* PROBLEM DESCRIPTION *
Transcribe exactly everything in the data below from the line containing "self.leaf(file, tag, NONE);" down to the line containing "must be over.", both lines included and nothing further.

* RECORDS SHOWN *
//! Summary tables: one per counting unit.
//!
//! | Kind          | Unit counted per pair          | `test toks` header |
//! |---------------|--------------------------------|--------------------|
//! | `Tag`         | one per annotation             | `test toks`        |
//! | `Token`       | token annotations covered      | `test toks`        |
//! | `PseudoToken` | whitespace chunks covered      | `test pseudo-toks` |
//! | `Character`   | characters covered             | `test chars`       |
//!
//! Leaves are accumulated per file, label and subset while document pairs
//! are scored. [`SummaryTable::finish`] adds the file and corpus
//! aggregates, optionally runs the bootstrap, and lays out the rows:
//! every file in name order (labels in strata order, each label's
//! `<none>` row before its subsets, then the aggregations, `<all>` last),
//! followed by the same rows for the whole corpus under file `<all>`.

use crate::aggregate::{
    build_file_aggregates, CorpusAggregate, FileRows, RowKey, SubsetKinds, TagAggregation, ALL,
    NONE,
};
use crate::bootstrap::{BootstrapConfig, CancelToken};
use crate::error::{Error, Result};
use crate::record::Side;
use crate::rows::{
    RowArena, RowId, ScoreRow, StatKind, HYPCLASH, MATCH, MISSING, REFCLASH, SPURIOUS,
    TAG_METRICS, TEST_TOKS, TOKEN_METRICS,
};
use crate::table::cell::CellValue;
use crate::table::{CellFormat, Column, ScoreTable};
use std::collections::{BTreeMap, BTreeSet};
use std::sync::Arc;

/// What a summary table counts.
#[derive(Debug, Clone, Copy, PartialEq, Eq, Hash)]
pub enum SummaryKind {
    /// Annotations.
    Tag,
    /// Token annotations.
    Token,
    /// Whitespace-delimited chunks.
    PseudoToken,
    /// Characters.
    Character,
}

impl SummaryKind {
    /// Section heading in text output.
    #[must_use]
    pub fn heading(self) -> &'static str {
        match self {
            SummaryKind::Tag => "By tag",
            SummaryKind::Token => "By token",
            SummaryKind::PseudoToken => "By pseudo-token",
            SummaryKind::Character => "By character",
        }
    }

    /// CSV basename.
    #[must_use]
    pub fn basename(self) -> &'static str {
        match self {
            SummaryKind::Tag => "bytag",
            SummaryKind::Token => "bytoken",
            SummaryKind::PseudoToken => "bypseudotoken",
            SummaryKind::Character => "bychar",
        }
    }

    /// Header of the token count column.
    #[must_use]
    pub fn toks_header(self) -> &'static str {
        match self {
            SummaryKind::Tag | SummaryKind::Token => "test toks",
            SummaryKind::PseudoToken => "test pseudo-toks",
            SummaryKind::Character => "test chars",
        }
    }

    /// Whether the accuracy metrics apply.
    #[must_use]
    pub fn has_accuracy(self) -> bool {
        !matches!(self, SummaryKind::Tag)
    }
}

#[derive(Debug, Clone, Default)]
struct FileLeaves {
    test_toks: u64,
    leaves: BTreeMap<RowKey, RowId>,
}

/// Corpus-wide inputs to [`SummaryTable::finish`].
#[derive(Debug, Clone, Copy)]
pub struct FinishContext<'a> {
    /// Value of the `similarity profile` column.
    pub similarity_profile: &'a str,
    /// Value of the `score profile` column.
    pub score_profile: &'a str,
    /// Labels in display order; others follow sorted.
    pub label_order: &'a [String],
    /// Profile aggregations, in declared order.
    pub aggregations: &'a [TagAggregation],
    /// Decomposition subsets per label.
    pub kinds: &'a BTreeMap<String, SubsetKinds>,
    /// Number of document pairs scored.
    pub num_docs: usize,
    /// Whether to show the `tag subset` column.
    pub show_subsets: bool,
    /// Bootstrap settings, when confidence data is wanted.
    pub bootstrap: Option<(&'a BootstrapConfig, &'a CancelToken)>,
}

/// Accumulates one kind of counts and turns them into a [`ScoreTable`].
#[derive(Debug)]
pub struct SummaryTable {
    kind: SummaryKind,
    arena: RowArena,
    files: BTreeMap<String, FileLeaves>,
    ref_details: BTreeSet<String>,
    hyp_details: BTreeSet<String>,
    table: Option<ScoreTable>,
}

impl SummaryTable {
    /// Empty table of a kind.
    #[must_use]
    pub fn new(kind: SummaryKind) -> Self {
        Self {
            kind,
            arena: RowArena::new(kind.has_accuracy()),
            files: BTreeMap::new(),
            ref_details: BTreeSet::new(),
            hyp_details: BTreeSet::new(),
            table: None,
        }
    }

    /// Kind of the table.
    #[must_use]
    pub fn kind(&self) -> SummaryKind {
        self.kind
    }

    /// Note a scored document. Documents sharing a basename add up.
    pub fn register_file(&mut self, file: &str, test_toks: u64) {
        self.files.entry(file.to_string()).or_default().test_toks += test_toks;
    }

    fn leaf(&mut self, file: &str, tag: &str, subset: &str) -> RowId {
        let entry = self.files.entry(file.to_string()).or_default();
        let arena = &mut self.arena;
        *entry
            .leaves
            .entry((tag.to_string(), subset.to_string()))
            .or_insert_with(|| arena.push(ScoreRow::leaf(file, tag, subset, 0)))
    }

    /// Make sure a file has a `<none>` row for `tag`.
    pub fn seed(&mut self, file: &str, tag: &str) {
        self.leaf(file, tag, NONE);
    }

    /// Add `n` to a slot of the `<none>` row and of every subset row.
    pub fn incr(&mut self, file: &str, tag: &str, subsets: &[String], slot: &str, n: u64) {
        for subset in std::iter::once(NONE).chain(subsets.iter().map(String::as_str)) {
            let id = self.leaf(file, tag, subset);
            self.arena.get_mut(id).incr(slot, n);
        }
    }

    /// Count one clash token as a `<side><token> (detail)` slot.
    pub fn incr_detail(&mut self, file: &str, tag: &str, subsets: &[String], side: Side, token: &str) {
        let slot = format!("{}{} (detail)", side.prefix(), token);
        match side {
            Side::Ref => self.ref_details.insert(slot.clone()),
            Side::Hyp => self.hyp_details.insert(slot.clone()),
        };
        self.incr(file, tag, subsets, &slot, 1);
    }

    /// Build the aggregates and the final table. Accumulation must be over.
    pub fn finish(&mut self, ctx: &FinishContext<'_>) -> Result<()> {
        if self.table.is_some() {
            return Err(Error::score_table(format!(
                "{} table is already finished",
                self.kind.basename()
            )));
        }
        let arena = &mut self.arena;
        for f in self.files.values() {
            for &id in f.leaves.values() {
                arena.get_mut(id).test_toks = f.test_toks;
            }
        }
        let mut file_rows: Vec<FileRows> = Vec::with_capacity(self.files.len());
        for (name, f) in &self.files {
            file_rows.push(build_file_aggregates(
                arena,
                name,
                f.test_toks,
                &f.leaves,
                ctx.aggregations,
                ctx.kinds,
            )?);
        }
        let mut corpus = CorpusAggregate::new(arena, &file_rows);
        if let Some((config, cancel)) = ctx.bootstrap {
            corpus.bootstrap(arena, config, cancel)?;
        }

        let arena = Arc::new(std::mem::take(&mut self.arena));
        let mut table = ScoreTable::new(self.columns(ctx), arena);
        for f in &file_rows {
            for key in ordered_keys(&f.rows, ctx) {
                if let Some(&id) = f.rows.get(&key) {
                    table.add_row(row_values(ctx, &f.file, 1, &key), Some(id))?;
                }
            }
        }
        for key in ordered_keys(corpus.rows(), ctx) {
            if let Some(id) = corpus.row(&key.0, &key.1) {
                table.add_row(row_values(ctx, ALL, ctx.num_docs, &key), Some(id))?;
            }
        }
        log::debug!(
            "{} table: {} rows over {} files",
            self.kind.basename(),
            table.len(),
            file_rows.len()
        );
        self.table = Some(table);
        Ok(())
    }

    fn columns(&self, ctx: &FinishContext<'_>) -> Vec<Column> {
        let mut cols = vec![
            Column::literal("similarity profile"),
            Column::literal("score profile"),
            Column::literal("file"),
            Column::literal("test docs"),
            Column::literal("tag"),
        ];
        if ctx.show_subsets {
            cols.push(Column::literal("tag subset"));
        }
        let slot = |s: &str| Column::aggregator(s, s);
        cols.push(Column::aggregator(self.kind.toks_header(), TEST_TOKS));
        cols.extend([slot(MATCH), slot(REFCLASH)]);
        cols.extend(self.ref_details.iter().map(|d| slot(d.as_str())));
        cols.extend([slot(MISSING), slot("refonly"), slot("reftotal"), slot(HYPCLASH)]);
        cols.extend(self.hyp_details.iter().map(|d| slot(d.as_str())));
        cols.extend([slot(SPURIOUS), slot("hyponly"), slot("hyptotal")]);

        let mut groups: Vec<&[&str]> = vec![&TAG_METRICS[..]];
        if self.kind.has_accuracy() {
            groups.push(&TOKEN_METRICS[..]);
        }
        for group in groups {
            for &m in group {
                cols.push(slot(m).with_format(CellFormat::Ratio));
            }
            if ctx.bootstrap.is_some() {
                for &m in group {
                    for kind in StatKind::ALL {
                        let name = format!("{}{}", m, kind.suffix());
                        cols.push(Column::aggregator(name.clone(), name).with_format(CellFormat::Ratio));
                    }
                }
            }
        }
        cols
    }

    /// The finished table.
    #[must_use]
    pub fn table(&self) -> Option<&ScoreTable> {
        self.table.as_ref()
    }

    /// Corpus rows of the finished table.
    #[must_use]
    pub fn global_summary(&self) -> Option<ScoreTable> {
        self.table.as_ref().map(ScoreTable::extract_global_summary)
    }
}

fn row_values(
    ctx: &FinishContext<'_>,
    file: &str,
    docs: usize,
    (tag, subset): &RowKey,
) -> BTreeMap<String, CellValue> {
    let mut values = BTreeMap::new();
    values.insert("similarity profile".to_string(), CellValue::from(ctx.similarity_profile));
    values.insert("score profile".to_string(), CellValue::from(ctx.score_profile));
    values.insert("file".to_string(), CellValue::from(file));
    values.insert("test docs".to_string(), CellValue::Int(docs as i64));
    values.insert("tag".to_string(), CellValue::from(tag.as_str()));
    values.insert("tag subset".to_string(), CellValue::from(subset.as_str()));
    values
}

fn merged<'a>(kinds: &BTreeMap<String, SubsetKinds>, labels: impl Iterator<Item = &'a String>) -> SubsetKinds {
    let mut out = SubsetKinds::default();
    for k in labels.filter_map(|l| kinds.get(l)) {
        out.attrs.extend(k.attrs.iter().cloned());
        out.partitions.extend(k.partitions.iter().cloned());
    }
    out
}

/// Keys of `rows` in display order.
fn ordered_keys(rows: &BTreeMap<RowKey, RowId>, ctx: &FinishContext<'_>) -> Vec<RowKey> {
    let aggregate_names: BTreeSet<&str> = ctx
        .aggregations
        .iter()
        .map(|a| a.name.as_str())
        .chain(std::iter::once(ALL))
        .collect();
    let present: BTreeSet<&str> = rows
        .keys()
        .map(|(tag, _)| tag.as_str())
        .filter(|tag| !aggregate_names.contains(tag))
        .collect();
    let mut labels: Vec<&str> = Vec::new();
    for label in ctx.label_order.iter().map(String::as_str).chain(present.iter().copied()) {
        if present.contains(label) && !labels.contains(&label) {
            labels.push(label);
        }
    }

    let mut out = Vec::new();
    let mut push = |tag: &str, kinds: &SubsetKinds| {
        for subset in kinds.ordered() {
            let key = (tag.to_string(), subset.to_string());
            if rows.contains_key(&key) {
                out.push(key);
            }
        }
    };
    let none = SubsetKinds::default();
    for label in labels {
        push(label, ctx.kinds.get(label).unwrap_or(&none));
    }
    for agg in ctx.aggregations {
        push(&agg.name, &merged(ctx.kinds, agg.labels.iter()));
    }
    push(ALL, &merged(ctx.kinds, ctx.kinds.keys()));
    out
}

* COMPLETED EXERCISE *
        self.leaf(file, tag, NONE);
    }

    /// Add `n` to a slot of the `<none>` row and of every subset row.
    pub fn incr(&mut self, file: &str, tag: &str, subsets: &[String], slot: &str, n: u64) {
        for subset in std::iter::once(NONE).chain(subsets.iter().map(String::as_str)) {
            let id = self.leaf(file, tag, subset);
            self.arena.get_mut(id).incr(slot, n);
        }
    }

    /// Count one clash token as a `<side><token> (detail)` slot.
    pub fn incr_detail(&mut self, file: &str, tag: &str, subsets: &[String], side: Side, token: &str) {
        let slot = format!("{}{} (detail)", side.prefix(), token);
        match side {
            Side::Ref => self.ref_details.insert(slot.clone()),
            Side::Hyp => self.hyp_details.insert(slot.clone()),
        };
        self.incr(file, tag, subsets, &slot, 1);
    }

    /// Build the aggregates and the final table. Accumulation must be over.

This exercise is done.